*WORK INSTRUCTIONS*. Emit an exact copy of the lines running from the start of the records to the line containing "impl fmt::Display for", both included.

*Data records*.
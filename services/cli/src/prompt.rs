use cmmi_diagnostic::assessment::{Answer, Category, Rubric};
use cmmi_diagnostic::error::AppError;
use std::fmt;
use std::io::{self, BufRead, Write};
use tracing::warn;

const BANNER_WIDTH: usize = 60;

#[derive(Debug)]
pub(crate) enum PromptError {
    Io(io::Error),
    InputClosed,
    AttemptsExhausted { attempts: u8 },
}

impl fmt::Display for PromptError {
    fn fmt(&self, f: &mut fmt::Formatter<'_>) -> fmt::Result {
        match self {
            PromptError::Io(err) => write!(f, "failed to read questionnaire input: {err}"),
            PromptError::InputClosed => {
                write!(f, "input closed before the questionnaire finished")
            }
            PromptError::AttemptsExhausted { attempts } => {
                write!(f, "no valid answer after {attempts} attempt(s)")
            }
        }
    }
}

impl std::error::Error for PromptError {
    fn source(&self) -> Option<&(dyn std::error::Error + 'static)> {
        match self {
            PromptError::Io(err) => Some(err),
            PromptError::InputClosed | PromptError::AttemptsExhausted { .. } => None,
        }
    }
}

impl From<io::Error> for PromptError {
    fn from(value: io::Error) -> Self {
        Self::Io(value)
    }
}

impl From<PromptError> for AppError {
    fn from(value: PromptError) -> Self {
        match value {
            PromptError::Io(err) => AppError::Io(err),
            other => AppError::Prompt(other.to_string()),
        }
    }
}

#[derive(Debug, Clone, Copy, PartialEq, Eq)]
pub(crate) enum MenuChoice {
    EvaluateAll,
    EvaluateOne,
    Quit,
}

#[derive(Debug, Clone, Copy, PartialEq, Eq)]
pub(crate) enum NextStep {
    Menu,
    Quit,
}

/// Line-oriented prompts with a bounded number of attempts per question.
pub(crate) struct Prompter<R, W> {
    input: R,
    output: W,
    max_attempts: u8,
}

impl<R: BufRead, W: Write> Prompter<R, W> {
    pub(crate) fn new(input: R, output: W, max_attempts: u8) -> Self {
        Self {
            input,
            output,
            max_attempts: max_attempts.max(1),
        }
    }

    pub(crate) fn output(&mut self) -> &mut W {
        &mut self.output
    }

    #[cfg(test)]
    pub(crate) fn into_output(self) -> W {
        self.output
    }

    pub(crate) fn project_name(&mut self) -> Result<String, PromptError> {
        self.read_line("Project name: ")
    }

    pub(crate) fn menu(&mut self) -> Result<MenuChoice, PromptError> {
        let banner = "#".repeat(BANNER_WIDTH);
        writeln!(self.output, "\n{banner}")?;
        writeln!(self.output, "CMMI LEVEL 2 DIAGNOSTIC TOOL")?;
        writeln!(self.output, "{banner}")?;
        writeln!(self.output, "Options:")?;
        writeln!(self.output, "  1) Evaluate all KPAs (recommended)")?;
        writeln!(self.output, "  2) Evaluate a specific KPA")?;
        writeln!(self.output, "  3) Quit")?;

        self.ask("Choose an option (1/2/3): ", |input| match input {
            "1" => Some(MenuChoice::EvaluateAll),
            "2" => Some(MenuChoice::EvaluateOne),
            "3" => Some(MenuChoice::Quit),
            _ => None,
        })
    }

    pub(crate) fn choose_category<'r>(
        &mut self,
        rubric: &'r Rubric,
    ) -> Result<&'r Category, PromptError> {
        writeln!(self.output, "\nSelect the KPA to evaluate:")?;
        for (index, category) in rubric.categories().iter().enumerate() {
            writeln!(self.output, "  {}) {}", index + 1, category.name)?;
        }

        let prompt = format!("Choose (1-{}): ", rubric.len());
        self.ask(&prompt, |input| {
            input
                .parse::<usize>()
                .ok()
                .and_then(|index| rubric.category_at(index))
        })
    }

    pub(crate) fn answer_category(&mut self, category: &Category) -> Result<Vec<Answer>, PromptError> {
        let rule = "=".repeat(BANNER_WIDTH);
        writeln!(self.output, "\n{rule}")?;
        writeln!(self.output, "Evaluating KPA: {}", category.name)?;
        writeln!(self.output, "{rule}")?;

        let mut answers = Vec::with_capacity(category.len());
        for question in &category.questions {
            writeln!(self.output, "\n{question}")?;
            for (index, answer) in Answer::ordered().iter().enumerate() {
                writeln!(self.output, "  {}) {}", index + 1, answer.label())?;
            }
            let answer = self.ask("Choose an option (1/2/3): ", |input| {
                Answer::from_token(input).ok()
            })?;
            answers.push(answer);
        }

        Ok(answers)
    }

    /// Anything other than an explicit yes declines.
    pub(crate) fn confirm(&mut self, prompt: &str) -> Result<bool, PromptError> {
        let line = self.read_line(prompt)?;
        Ok(matches!(line.to_lowercase().as_str(), "y" | "yes"))
    }

    pub(crate) fn next_step(&mut self) -> Result<NextStep, PromptError> {
        self.ask(
            "\nEvaluate another KPA or return to the main menu? (b=back, q=quit): ",
            |input| match input.to_lowercase().as_str() {
                "b" | "back" => Some(NextStep::Menu),
                "q" | "quit" => Some(NextStep::Quit),
                _ => None,
            },
        )
    }

    fn ask<T>(
        &mut self,
        prompt: &str,
        mut parse: impl FnMut(&str) -> Option<T>,
    ) -> Result<T, PromptError> {
        for attempt in 1..=self.max_attempts {
            let line = self.read_line(prompt)?;
            if let Some(value) = parse(&line) {
                return Ok(value);
            }

            warn!(
                attempt,
                max_attempts = self.max_attempts,
                input = %line,
                "rejected questionnaire input"
            );
            writeln!(self.output, "Invalid option. Try again.")?;
        }

        Err(PromptError::AttemptsExhausted {
            attempts: self.max_attempts,
        })
    }

    fn read_line(&mut self, prompt: &str) -> Result<String, PromptError> {
        write!(self.output, "{prompt}")?;
        self.output.flush()?;

        let mut line = String::new();
        if self.input.read_line(&mut line)? == 0 {
            return Err(PromptError::InputClosed);
        }
        Ok(line.trim().to_string())
    }
}

#[cfg(test)]
mod tests {
    use super::*;
    use cmmi_diagnostic::assessment::rubric::QUALITY_ASSURANCE;
    use std::io::Cursor;

    fn prompter(input: &str, attempts: u8) -> Prompter<Cursor<Vec<u8>>, Vec<u8>> {
        Prompter::new(Cursor::new(input.as_bytes().to_vec()), Vec::new(), attempts)
    }

    #[test]
    fn menu_accepts_numbered_options() {
        let mut prompter = prompter("2\n", 3);
        assert_eq!(prompter.menu().expect("menu choice"), MenuChoice::EvaluateOne);

        let output = String::from_utf8(prompter.into_output()).expect("utf8");
        assert!(output.contains("CMMI LEVEL 2 DIAGNOSTIC TOOL"));
        assert!(output.contains("  3) Quit"));
    }

    #[test]
    fn invalid_input_is_reprompted_until_valid() {
        let mut prompter = prompter("9\nmaybe\n3\n", 3);
        assert_eq!(prompter.menu().expect("menu choice"), MenuChoice::Quit);

        let output = String::from_utf8(prompter.into_output()).expect("utf8");
        assert_eq!(output.matches("Invalid option. Try again.").count(), 2);
    }

    #[test]
    fn retries_are_bounded() {
        let mut prompter = prompter("x\ny\nz\n1\n", 3);
        match prompter.menu() {
            Err(PromptError::AttemptsExhausted { attempts }) => assert_eq!(attempts, 3),
            other => panic!("expected exhausted attempts, got {other:?}"),
        }
    }

    #[test]
    fn closed_input_aborts() {
        let mut prompter = prompter("", 3);
        assert!(matches!(prompter.menu(), Err(PromptError::InputClosed)));
    }

    #[test]
    fn answers_accept_digits_and_words() {
        let rubric = Rubric::cmmi_level_two();
        let category = rubric.category(QUALITY_ASSURANCE).expect("category");
        let mut prompter = prompter("1\nno\nparcial\n\n2\nyes\n", 2);

        let answers = prompter.answer_category(category).expect("answers");

        assert_eq!(
            answers,
            vec![
                Answer::Yes,
                Answer::No,
                Answer::Partial,
                Answer::Partial,
                Answer::Yes,
            ]
        );
        let output = String::from_utf8(prompter.into_output()).expect("utf8");
        assert!(output.contains("Evaluating KPA: Quality Assurance"));
        assert!(output.contains("  2) Partial"));
    }

    #[test]
    fn category_choice_uses_one_based_index() {
        let rubric = Rubric::cmmi_level_two();
        let mut prompter = prompter("0\n4\n", 3);

        let category = prompter.choose_category(&rubric).expect("category");

        assert_eq!(category.name, "Configuration Management");
    }

    #[test]
    fn exhausted_prompt_becomes_app_error() {
        let err: AppError = PromptError::AttemptsExhausted { attempts: 3 }.into();
        assert!(matches!(err, AppError::Prompt(_)));
        assert_eq!(
            err.to_string(),
            "questionnaire aborted: no valid answer after 3 attempt(s)"
        );
    }

    #[test]
    fn confirm_only_accepts_explicit_yes() {
        let mut prompter = prompter("Y\nsure\n", 3);
        assert!(prompter.confirm("Again? ").expect("confirm"));
        assert!(!prompter.confirm("Again? ").expect("confirm"));
    }
}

*ANSWER BELOW*.
filename services/cli/src/prompt.rs
use cmmi_diagnostic::assessment::{Answer, Category, Rubric};
use cmmi_diagnostic::error::AppError;
use std::fmt;
use std::io::{self, BufRead, Write};
use tracing::warn;

const BANNER_WIDTH: usize = 60;

#[derive(Debug)]
pub(crate) enum PromptError {
    Io(io::Error),
    InputClosed,
    AttemptsExhausted { attempts: u8 },
}

impl fmt::Display for PromptError {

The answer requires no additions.